As a child, Mark Girouard must have been easy to buy for at Christmas. An ideal gift would have been a puzzle, preferably the sort that looks easy, but is actually fiendish; one you have patiently to tease away at for hours until finally you unlock it, and long to share its cunning solution. This is more or less what Girouard does in several of the essays in this delightful collection.
Girouard is our most distinguished architectural historian and writer on great houses, but here he solves puzzles, and also reveals a rich and diverse literary taste.
He solves puzzles because he is sure there is something more to this or that received version of a story than meets the eye, and wants to dig deeper. Take two well-known facts about the rise and fall of Oscar Wilde. ‘If one looks into it, the success was not as great and the decay not as miserable as he and others have portrayed it.’ Girouard discovers that Wilde acquired his status and position in society by self-promotion and social climbing. Yes, he was a celebrated, admired author. Just not quite as much a one as he wanted people to believe.
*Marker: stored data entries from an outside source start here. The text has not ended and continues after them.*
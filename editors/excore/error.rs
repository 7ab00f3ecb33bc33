//
// Copyright (c) 2024 Jeff Garzik
//
// This file is part of the posixutils-rs project covered under
// the MIT License.  For the full license text, please see the LICENSE
// file in the root directory of this project.
// SPDX-License-Identifier: MIT
//

//! Error types for the ex command engine.

use std::io;
use std::path::PathBuf;

/// Result type alias for ex operations.
pub type Result<T> = std::result::Result<T, ExError>;

/// Broad classification of a failed command.
#[derive(Debug, Clone, Copy, PartialEq, Eq)]
pub enum ErrorKind {
    /// Bad or unresolvable address, mark or search.
    InvalidAddress,
    /// Copy/move target overlaps its source.
    InvalidDestination,
    /// Regex or search syntax error.
    BadPattern,
    /// Guard against discarding modifications.
    UnsavedChanges,
    /// Unsupported command or command variant.
    NotImplemented,
    /// File or shell failure.
    IoFailure,
}

/// All errors an ex command can report.
#[derive(thiserror::Error, Debug)]
pub enum ExError {
    #[error("Invalid address: {0}")]
    InvalidAddress(String),

    #[error("Mark not set: '{0}'")]
    MarkNotSet(char),

    #[error("Pattern not found: {0}")]
    PatternNotFound(String),

    #[error("Cannot move lines onto themselves")]
    InvalidDestination,

    #[error("Bad pattern '{pattern}': {reason}")]
    BadPattern { pattern: String, reason: String },

    #[error("No previous regular expression")]
    NoPreviousPattern,

    #[error("Trailing characters: {0}")]
    TrailingCharacters(String),

    #[error("No write since last change (add ! to override)")]
    UnsavedChanges,

    #[error("Not an editor command: {0}")]
    UnknownCommand(String),

    #[error("Unknown option: {0}")]
    UnknownOption(String),

    #[error("Not implemented: {0}")]
    NotImplemented(String),

    #[error("File exists (add ! to override): {}", .0.display())]
    FileExists(PathBuf),

    #[error("Directory does not exist: {}", .0.display())]
    NoSuchDirectory(PathBuf),

    #[error("No file name")]
    NoFileName,

    #[error("Read-only buffer (add ! to override)")]
    ReadOnly,

    #[error("Use ! to write partial buffer")]
    PartialWrite,

    #[error("Shell command failed: {0}")]
    Shell(String),

    #[error("{0}")]
    Io(#[from] io::Error),
}

impl ExError {
    /// Build a `BadPattern` from a regex compile failure.
    pub fn bad_pattern(pattern: &str, err: regex::Error) -> Self {
        ExError::BadPattern {
            pattern: pattern.to_string(),
            reason: err.to_string(),
        }
    }

    /// The taxonomy bucket this error belongs to.
    pub fn kind(&self) -> ErrorKind {
        match self {
            ExError::InvalidAddress(_) | ExError::MarkNotSet(_) | ExError::PatternNotFound(_) => {
                ErrorKind::InvalidAddress
            }
            ExError::InvalidDestination => ErrorKind::InvalidDestination,
            ExError::BadPattern { .. }
            | ExError::NoPreviousPattern
            | ExError::TrailingCharacters(_) => ErrorKind::BadPattern,
            ExError::UnsavedChanges => ErrorKind::UnsavedChanges,
            ExError::UnknownCommand(_)
            | ExError::UnknownOption(_)
            | ExError::NotImplemented(_) => ErrorKind::NotImplemented,
            ExError::FileExists(_)
            | ExError::NoSuchDirectory(_)
            | ExError::NoFileName
            | ExError::ReadOnly
            | ExError::PartialWrite
            | ExError::Shell(_)
            | ExError::Io(_) => ErrorKind::IoFailure,
        }
    }
}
Well, that is not an unfamiliar story among ambitious authors. His decline, though, has always seemed heart-rending. It is true that after he left prison and went to Paris he was, because of his own profligacy, sometimes broke and reduced to begging. But Girouard says,
No one, to my knowledge, has added up the total amount of his income in the three and a half years between his coming out of prison in 1897 and his death in Paris in 1900.
He does so himself and discovers that Wilde received roughly (translated into modern equivalent) £70K a year.